Exosome isolation using ultracentrifugation

An interview with Dr Karina Serban, Assistant Professor of Medicine, National Jewish Health, conducted by April Cashin-Garbutt, MA (Cantab)

How important is exosome isolation in your research?

In the outpatient clinic and in the laboratory our current research studies aim at understanding the mechanisms of release and clearance and the biological functions of exosomes and membrane particles in the plasma of individuals who develop emphysema, a form of chronic obstructive pulmonary disease characterized by enlargement of airspaces and loss of alveoli.

Emphysema

Image credit: Shutterstock

Soluble components within the cigarette smoke (CS) initially inhaled and then absorbed into the circulation are the most common injury that leads to emphysema and COPD. We have showed that acute exposure to CS is sufficient to stimulate the release of exosomes and membrane particles from lung endothelial cells with highly pro-inflammatory potential based on their cargo analysis: pro-coagulant and pro-inflammatory surface membrane molecules, bioactive lipids, and miRNAs.

The exosomes and membrane particles are extremely small, nanometer in size, circulating particles released within the bloodstream by structural, endothelial cells or circulating cells, like leukocytes or platelets. We have isolated exosomes and membrane particles using differential ultracentrifugation.

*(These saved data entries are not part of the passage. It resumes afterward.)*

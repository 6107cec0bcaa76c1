//! Pipeline counters

use std::sync::atomic::{AtomicU64, Ordering};

use serde::Serialize;

/// Counters shared by the producers and the consumer thread
#[derive(Debug, Default)]
pub struct PipelineStats {
    pub frames_offered: AtomicU64,
    pub frames_evicted: AtomicU64,
    pub frames_processed: AtomicU64,
    pub inference_failures: AtomicU64,
    pub lane_failures: AtomicU64,
    pub sign_failures: AtomicU64,
    pub stale_location_cycles: AtomicU64,
    pub alerts_submitted: AtomicU64,
    pub alerts_suppressed: AtomicU64,
    pub alerts_dropped: AtomicU64,
}

impl PipelineStats {
    pub fn new() -> Self {
        Self::default()
    }

    pub fn inc(&self, counter: &AtomicU64) {
        counter.fetch_add(1, Ordering::Relaxed);
    }

    pub fn snapshot(&self) -> StatsSnapshot {
        StatsSnapshot {
            frames_offered: self.frames_offered.load(Ordering::Relaxed),
            frames_evicted: self.frames_evicted.load(Ordering::Relaxed),
            frames_processed: self.frames_processed.load(Ordering::Relaxed),
            inference_failures: self.inference_failures.load(Ordering::Relaxed),
            lane_failures: self.lane_failures.load(Ordering::Relaxed),
            sign_failures: self.sign_failures.load(Ordering::Relaxed),
            stale_location_cycles: self.stale_location_cycles.load(Ordering::Relaxed),
            alerts_submitted: self.alerts_submitted.load(Ordering::Relaxed),
            alerts_suppressed: self.alerts_suppressed.load(Ordering::Relaxed),
            alerts_dropped: self.alerts_dropped.load(Ordering::Relaxed),
        }
    }
}

/// Point-in-time copy of `PipelineStats`
#[derive(Debug, Clone, Default, PartialEq, Eq, Serialize)]
pub struct StatsSnapshot {
    pub frames_offered: u64,
    pub frames_evicted: u64,
    pub frames_processed: u64,
    pub inference_failures: u64,
    pub lane_failures: u64,
    pub sign_failures: u64,
    pub stale_location_cycles: u64,
    pub alerts_submitted: u64,
    pub alerts_suppressed: u64,
    pub alerts_dropped: u64,
}
//! Speech engine for hosts without a synthesizer: utterances are logged and
//! reported complete after a duration proportional to their length.

use std::sync::atomic::{AtomicU64, Ordering};
use std::sync::Arc;
use std::time::Duration;

use alerting::{CompletionSink, SoundKind, SpeechEngine, SpeechError, Utterance};
use tokio::runtime::Handle;
use tracing::{debug, info};

pub struct TracingSpeechEngine {
    sink: CompletionSink,
    runtime: Handle,
    ms_per_char: u64,
    /// Bumped by `stop`; completions from an older generation are discarded
    generation: Arc<AtomicU64>,
}

impl TracingSpeechEngine {
    pub fn new(sink: CompletionSink, runtime: Handle, ms_per_char: u64) -> Self {
        Self {
            sink,
            runtime,
            ms_per_char,
            generation: Arc::new(AtomicU64::new(0)),
        }
    }

    fn duration_of(&self, utterance: &Utterance) -> Duration {
        let chars = utterance.text.chars().count() as f64;
        let rate = f64::from(utterance.rate).max(0.1);
        Duration::from_millis((chars * self.ms_per_char as f64 / rate) as u64)
    }
}

impl SpeechEngine for TracingSpeechEngine {
    fn speak(&self, utterance: &Utterance) -> Result<(), SpeechError> {
        info!(
            utterance = utterance.id,
            urgent = utterance.urgent,
            rate = utterance.rate,
            volume = utterance.volume,
            "Speaking: {}",
            utterance.text
        );

        let id = utterance.id;
        let duration = self.duration_of(utterance);
        let sink = self.sink.clone();
        let generation = self.generation.clone();
        let started = generation.load(Ordering::Acquire);

        self.runtime.spawn(async move {
            tokio::time::sleep(duration).await;
            if generation.load(Ordering::Acquire) == started {
                sink.done(id);
            } else {
                debug!("Utterance {} stopped", id);
            }
        });
        Ok(())
    }

    fn play_sound(&self, kind: SoundKind) {
        info!(sound = kind.as_str(), "Playing alert sound");
    }

    fn stop(&self) {
        self.generation.fetch_add(1, Ordering::AcqRel);
        debug!("Speech stopped");
    }
}
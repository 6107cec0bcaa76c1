//! Risk Routes

use std::sync::Arc;

use adas::RiskAssessment;
use alerting::ArbiterStats;
use axum::{extract::State, Json};
use event_fusion::StatsSnapshot;
use serde::Serialize;

use crate::AppState;

/// Response for risk endpoint
#[derive(Debug, Serialize)]
pub struct RiskResponse {
    pub assessment: RiskAssessment,
    pub any_risk: bool,
    pub critical: bool,
    /// Frames processed during the last sampling period
    pub frame_rate: u64,
    pub pipeline: StatsSnapshot,
    pub alerts: AlertStatus,
}

#[derive(Debug, Serialize)]
pub struct AlertStatus {
    pub speaking: bool,
    pub pending: usize,
    #[serde(flatten)]
    pub counters: ArbiterStats,
}

/// Get the latest risk assessment
pub async fn get_risk(State(state): State<Arc<AppState>>) -> Json<RiskResponse> {
    let coordinator = &state.coordinator;
    let assessment = coordinator.risk().get();
    let arbiter = coordinator.arbiter();

    Json(RiskResponse {
        any_risk: assessment.any_risk(),
        critical: assessment.is_critical(),
        assessment,
        frame_rate: coordinator.frame_rate().get(),
        pipeline: coordinator.stats(),
        alerts: AlertStatus {
            speaking: arbiter.is_speaking(),
            pending: arbiter.pending_len(),
            counters: coordinator.alert_stats(),
        },
    })
}
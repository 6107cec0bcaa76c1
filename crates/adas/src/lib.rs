//! Advanced Driver Assistance System (ADAS)
//!
//! Road scene risk assessment from opaque perception collaborators:
//! - Object detection results (vehicles, pedestrians) with closing speed
//! - Lane departure signal
//! - Traffic sign readings and sticky speed limits
//! - Vehicle speed from the positioning feed
//!
//! The models themselves are external; this crate defines their contracts
//! and the aggregation of their outputs into a `RiskAssessment`.

pub mod aggregator;
pub mod analysis;
pub mod config;
pub mod lane;
pub mod location;
pub mod object;
pub mod sign;

pub use aggregator::{DetectionAggregator, FusionInputs};
pub use analysis::RiskAssessment;
pub use config::AdasConfig;
pub use lane::LaneDetector;
pub use location::LocationSample;
pub use object::{ClosingSpeedTracker, Detection, NoTracking, ObjectDetector};
pub use sign::{SignReading, SignRecognizer, TrafficSign};

use camera_capture::VideoFrame;
use thiserror::Error;

/// ADAS error types
#[derive(Error, Debug, Clone, PartialEq)]
pub enum AdasError {
    #[error("Model unavailable: {0}")]
    ModelUnavailable(String),

    #[error("Inference failed: {0}")]
    Inference(String),
}

/// Stand-in for perception models that are not loaded.
///
/// Every call fails with `ModelUnavailable`, which the pipeline degrades to
/// an empty result for the cycle.
#[derive(Debug, Clone, Copy, Default)]
pub struct Unloaded;

impl ObjectDetector for Unloaded {
    fn detect(&self, _frame: &VideoFrame) -> Result<Vec<Detection>, AdasError> {
        Err(AdasError::ModelUnavailable("object detection model not loaded".to_string()))
    }
}

impl LaneDetector for Unloaded {
    fn detect_departure(&self, _frame: &VideoFrame) -> Result<bool, AdasError> {
        Err(AdasError::ModelUnavailable("lane model not loaded".to_string()))
    }
}

impl SignRecognizer for Unloaded {
    fn recognize(&self, _frame: &VideoFrame) -> Result<Option<SignReading>, AdasError> {
        Err(AdasError::ModelUnavailable("sign model not loaded".to_string()))
    }
}

#[cfg(test)]
mod tests {
    use super::*;
    use std::time::Instant;

    #[test]
    fn test_unloaded_models_report_unavailable() {
        let frame = VideoFrame::new(vec![0; 12], 2, 2, 0, Instant::now()).unwrap();

        assert!(matches!(
            ObjectDetector::detect(&Unloaded, &frame),
            Err(AdasError::ModelUnavailable(_))
        ));
        assert!(matches!(
            Unloaded.detect_departure(&frame),
            Err(AdasError::ModelUnavailable(_))
        ));
        assert!(matches!(
            Unloaded.recognize(&frame),
            Err(AdasError::ModelUnavailable(_))
        ));
    }
}
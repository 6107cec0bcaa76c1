//! One fusion cycle: frame in, risk assessment and alerts out

use std::sync::Arc;
use std::time::Instant;

use adas::{
    AdasError, ClosingSpeedTracker, Detection, DetectionAggregator, FusionInputs, LaneDetector,
    LocationSample, ObjectDetector, RiskAssessment, SignReading, SignRecognizer,
};
use alerting::{AlertArbiter, AlertConfig, AlertGate, AlertRequest, SoundKind, Submitted};
use camera_capture::VideoFrame;
use tokio::sync::watch;
use tracing::{debug, warn};

use crate::{Observable, PipelineStats};

pub const COLLISION_MESSAGE: &str = "Warning! Vehicle approaching fast";
pub const LANE_DEPARTURE_MESSAGE: &str = "Lane departure detected";

/// Last-write-wins slots for the positioning and sign feeds
pub struct SensorSlots {
    location: watch::Sender<Option<LocationSample>>,
    sign: watch::Sender<Option<SignReading>>,
}

impl SensorSlots {
    pub fn new() -> Self {
        Self {
            location: watch::channel(None).0,
            sign: watch::channel(None).0,
        }
    }

    pub fn set_location(&self, sample: LocationSample) {
        self.location.send_replace(Some(sample));
    }

    pub fn set_sign(&self, reading: SignReading) {
        self.sign.send_replace(Some(reading));
    }

    pub fn location(&self) -> Option<LocationSample> {
        self.location.borrow().clone()
    }

    pub fn sign(&self) -> Option<SignReading> {
        self.sign.borrow().clone()
    }
}

impl Default for SensorSlots {
    fn default() -> Self {
        Self::new()
    }
}

/// Alerts implied by an assessment, in submission order
pub fn alerts_for(assessment: &RiskAssessment) -> Vec<AlertRequest> {
    let mut alerts = Vec::new();
    if assessment.collision_risk {
        alerts.push(AlertRequest::urgent(COLLISION_MESSAGE).with_sound(SoundKind::Collision));
    }
    if assessment.speed_violation {
        let message = match assessment.speed_limit {
            Some(limit) => format!("Speed limit {} exceeded", limit),
            None => "Speed limit exceeded".to_string(),
        };
        alerts.push(AlertRequest::normal(message).with_sound(SoundKind::SpeedLimit));
    }
    if assessment.lane_departure {
        alerts.push(AlertRequest::normal(LANE_DEPARTURE_MESSAGE).with_sound(SoundKind::LaneDeparture));
    }
    alerts
}

/// Consumer-side state: collaborators, aggregator and alert gates.
/// Runs only on the consumer thread.
pub struct FusionCycle {
    detector: Box<dyn ObjectDetector>,
    tracker: Box<dyn ClosingSpeedTracker>,
    lane: Box<dyn LaneDetector>,
    signs: Box<dyn SignRecognizer>,
    aggregator: DetectionAggregator,
    slots: Arc<SensorSlots>,
    risk: Arc<Observable<RiskAssessment>>,
    arbiter: Arc<AlertArbiter>,
    stats: Arc<PipelineStats>,
    gate: AlertGate<SoundKind>,
    urgent_gate: AlertGate<SoundKind>,
}

impl FusionCycle {
    #[allow(clippy::too_many_arguments)]
    pub fn new(
        detector: Box<dyn ObjectDetector>,
        tracker: Box<dyn ClosingSpeedTracker>,
        lane: Box<dyn LaneDetector>,
        signs: Box<dyn SignRecognizer>,
        aggregator: DetectionAggregator,
        alerts: &AlertConfig,
        slots: Arc<SensorSlots>,
        risk: Arc<Observable<RiskAssessment>>,
        arbiter: Arc<AlertArbiter>,
        stats: Arc<PipelineStats>,
    ) -> Self {
        Self {
            detector,
            tracker,
            lane,
            signs,
            aggregator,
            slots,
            risk,
            arbiter,
            stats,
            gate: AlertGate::new(alerts.cooldown()),
            urgent_gate: AlertGate::new(alerts.urgent_cooldown()),
        }
    }

    /// Run detection and fusion on one frame; the frame is dropped afterwards
    pub fn process(&mut self, frame: VideoFrame) -> RiskAssessment {
        let now = Instant::now();
        let config = self.aggregator.config().clone();

        let detections = self.detect(&frame);
        let detections = self.tracker.enrich(&frame, detections);

        let lane_departure = config.lane_departure_enabled && self.lane_departure(&frame);

        if config.sign_detection_enabled {
            self.recognize_sign(&frame, config.sign_roi);
        }

        let location = self.slots.location();
        let sign = self.slots.sign();
        if let Some(sample) = &location {
            if sample.age(now) > config.staleness_budget() {
                self.stats.inc(&self.stats.stale_location_cycles);
            }
        }

        let assessment = self.aggregator.assess(&FusionInputs {
            detections: &detections,
            location: location.as_ref(),
            sign: sign.as_ref(),
            lane_departure,
            now,
        });

        debug!(
            "Frame {} assessed: collision={} speed_violation={} lane={} speed={:.1}km/h limit={:?}",
            frame.sequence,
            assessment.collision_risk,
            assessment.speed_violation,
            assessment.lane_departure,
            assessment.current_speed_kmh,
            assessment.speed_limit
        );

        self.risk.publish(assessment.clone());
        self.dispatch_alerts(&assessment, now);
        self.stats.inc(&self.stats.frames_processed);
        assessment
    }

    fn detect(&mut self, frame: &VideoFrame) -> Vec<Detection> {
        match self.detector.detect(frame) {
            Ok(detections) => detections,
            Err(e) => {
                self.stats.inc(&self.stats.inference_failures);
                log_degraded("Object detection", frame.sequence, &e);
                Vec::new()
            }
        }
    }

    fn lane_departure(&mut self, frame: &VideoFrame) -> bool {
        match self.lane.detect_departure(frame) {
            Ok(departure) => departure,
            Err(e) => {
                self.stats.inc(&self.stats.lane_failures);
                log_degraded("Lane detection", frame.sequence, &e);
                false
            }
        }
    }

    fn recognize_sign(&mut self, frame: &VideoFrame, roi: Option<[u32; 4]>) {
        let cropped = roi.and_then(|[x, y, w, h]| {
            let crop = frame.crop(x, y, w, h);
            if crop.is_none() {
                debug!("Sign ROI {:?} outside {}x{} frame", roi, frame.width, frame.height);
            }
            crop
        });

        match self.signs.recognize(cropped.as_ref().unwrap_or(frame)) {
            Ok(Some(reading)) => {
                debug!("Sign recognized: {} ({:.2})", reading.label, reading.confidence);
                self.slots.set_sign(reading);
            }
            Ok(None) => {}
            Err(e) => {
                self.stats.inc(&self.stats.sign_failures);
                log_degraded("Sign recognition", frame.sequence, &e);
            }
        }
    }

    /// Submit alerts on the rising edge of each signal, then once per cooldown
    fn dispatch_alerts(&mut self, assessment: &RiskAssessment, now: Instant) {
        let asserted = [
            (SoundKind::Collision, assessment.collision_risk),
            (SoundKind::SpeedLimit, assessment.speed_violation),
            (SoundKind::LaneDeparture, assessment.lane_departure),
        ];
        for (kind, active) in asserted {
            if !active {
                self.gate_for(kind).release(&kind);
            }
        }

        for request in alerts_for(assessment) {
            let Some(kind) = request.sound else { continue };
            if !self.gate_for(kind).should_fire(&kind, now) {
                self.stats.inc(&self.stats.alerts_suppressed);
                continue;
            }

            // only an accepted alert starts the cooldown
            match self.arbiter.submit(request) {
                Submitted::Started | Submitted::Queued => {
                    self.gate_for(kind).record_fire(kind, now);
                    self.stats.inc(&self.stats.alerts_submitted);
                }
                Submitted::Dropped => {
                    self.stats.inc(&self.stats.alerts_dropped);
                    debug!("{:?} alert dropped by full queue", kind);
                }
                Submitted::Closed => {
                    self.stats.inc(&self.stats.alerts_dropped);
                    debug!("{:?} alert after arbiter shutdown", kind);
                }
            }
        }
    }

    fn gate_for(&mut self, kind: SoundKind) -> &mut AlertGate<SoundKind> {
        match kind {
            SoundKind::Collision => &mut self.urgent_gate,
            SoundKind::SpeedLimit | SoundKind::LaneDeparture => &mut self.gate,
        }
    }
}

fn log_degraded(stage: &str, sequence: u64, error: &AdasError) {
    match error {
        AdasError::ModelUnavailable(_) => debug!("{} skipped for frame {}: {}", stage, sequence, error),
        _ => warn!("{} failed for frame {}: {}", stage, sequence, error),
    }
}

This method allowed us to pellet the exosomes and membrane particles based on their density, to achieve complete separation from the fluid phase, and to resuspend the pellet in various buffer required for downstream quantitative (flow cytometry counting), qualitative (membrane proteins, lipids, miRNAs), and functional studies (uptake by macrophages).

Since not all smokers develop emphysema we believe that exosomes abundance in the blood of active smokers will allow us to identify the individuals at risk for lung function decline, frequent infectious exacerbations, and frequent systemic comorbidities associated with cigarette smoking and COPD (e.g. arterial and venous thrombotic events, cachexia, or lung cancer).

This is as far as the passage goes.